Stored items:

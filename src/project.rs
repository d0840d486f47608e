use chrono::NaiveDate;
use serde::{Deserialize, Deserializer, Serialize, Serializer};
use std::fmt;

#[derive(Debug, Clone, PartialEq, Serialize, Deserialize)]
pub struct Project {
    pub id: i64,
    pub name: String,
    pub start_date: NaiveDate,
    pub end_date: NaiveDate,
}

#[derive(Debug, Clone, PartialEq, Serialize, Deserialize)]
pub struct NewProject {
    pub name: String,
    pub start_date: NaiveDate,
    pub end_date: NaiveDate,
}

impl Project {
    pub fn from_new(id: i64, new: NewProject) -> Self {
        Self {
            id,
            name: new.name,
            start_date: new.start_date,
            end_date: new.end_date,
        }
    }

    pub fn to_new(&self) -> NewProject {
        NewProject {
            name: self.name.clone(),
            start_date: self.start_date,
            end_date: self.end_date,
        }
    }
}

/// Safety-discipline label attached to a work package.
///
/// Labels outside the known set are kept verbatim so that records written by other tools
/// survive a load/save cycle.
#[derive(Debug, Clone, Default, PartialEq, Eq, Hash, PartialOrd, Ord)]
pub enum RamsTag {
    #[default]
    Fmeca,
    HazardLog,
    SilAnalysis,
    SafetyCase,
    RiskAssessment,
    ThrAnalysis,
    Fta,
    Eta,
    Hazop,
    Other,
    Custom(String),
}

impl RamsTag {
    pub const KNOWN: [RamsTag; 10] = [
        RamsTag::Fmeca,
        RamsTag::HazardLog,
        RamsTag::SilAnalysis,
        RamsTag::SafetyCase,
        RamsTag::RiskAssessment,
        RamsTag::ThrAnalysis,
        RamsTag::Fta,
        RamsTag::Eta,
        RamsTag::Hazop,
        RamsTag::Other,
    ];

    pub fn as_str(&self) -> &str {
        match self {
            RamsTag::Fmeca => "FMECA",
            RamsTag::HazardLog => "Hazard Log",
            RamsTag::SilAnalysis => "SIL Analysis",
            RamsTag::SafetyCase => "Safety Case",
            RamsTag::RiskAssessment => "Risk Assessment",
            RamsTag::ThrAnalysis => "THR Analysis",
            RamsTag::Fta => "FTA",
            RamsTag::Eta => "ETA",
            RamsTag::Hazop => "HAZOP",
            RamsTag::Other => "Other",
            RamsTag::Custom(label) => label,
        }
    }

    pub fn from_label(label: &str) -> Self {
        let label = label.trim();
        Self::KNOWN
            .iter()
            .find(|tag| tag.as_str().eq_ignore_ascii_case(label))
            .cloned()
            .unwrap_or_else(|| RamsTag::Custom(label.to_string()))
    }
}

impl fmt::Display for RamsTag {
    fn fmt(&self, f: &mut fmt::Formatter<'_>) -> fmt::Result {
        f.write_str(self.as_str())
    }
}

impl Serialize for RamsTag {
    fn serialize<S: Serializer>(&self, serializer: S) -> Result<S::Ok, S::Error> {
        serializer.serialize_str(self.as_str())
    }
}

impl<'de> Deserialize<'de> for RamsTag {
    fn deserialize<D: Deserializer<'de>>(deserializer: D) -> Result<Self, D::Error> {
        let label = String::deserialize(deserializer)?;
        Ok(RamsTag::from_label(&label))
    }
}

#[derive(Debug, Clone, PartialEq, Serialize, Deserialize)]
pub struct WorkPackage {
    pub id: i64,
    pub project_id: i64,
    pub name: String,
    pub rams_tag: RamsTag,
    /// Budget baseline in hours.
    pub standard_effort_hours: f64,
}

#[derive(Debug, Clone, PartialEq, Serialize, Deserialize)]
pub struct NewWorkPackage {
    pub project_id: i64,
    pub name: String,
    #[serde(default)]
    pub rams_tag: RamsTag,
    pub standard_effort_hours: f64,
}

impl WorkPackage {
    pub fn from_new(id: i64, new: NewWorkPackage) -> Self {
        Self {
            id,
            project_id: new.project_id,
            name: new.name,
            rams_tag: new.rams_tag,
            standard_effort_hours: new.standard_effort_hours,
        }
    }

    pub fn to_new(&self) -> NewWorkPackage {
        NewWorkPackage {
            project_id: self.project_id,
            name: self.name.clone(),
            rams_tag: self.rams_tag.clone(),
            standard_effort_hours: self.standard_effort_hours,
        }
    }
}

#[cfg(test)]
mod tests {
    use super::*;

    #[test]
    fn known_labels_parse_case_insensitively() {
        assert_eq!(RamsTag::from_label("hazop"), RamsTag::Hazop);
        assert_eq!(RamsTag::from_label(" Hazard Log "), RamsTag::HazardLog);
    }

    #[test]
    fn unknown_labels_are_preserved() {
        let tag: RamsTag = serde_json::from_str("\"RAM Demonstration\"").unwrap();
        assert_eq!(tag, RamsTag::Custom("RAM Demonstration".into()));
        assert_eq!(
            serde_json::to_string(&tag).unwrap(),
            "\"RAM Demonstration\""
        );
    }
}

Work required:
Pull out every line in the data above that has the word "SafetyCase".

Solution to the problem:
    SafetyCase,
        RamsTag::SafetyCase,
            RamsTag::SafetyCase => "Safety Case",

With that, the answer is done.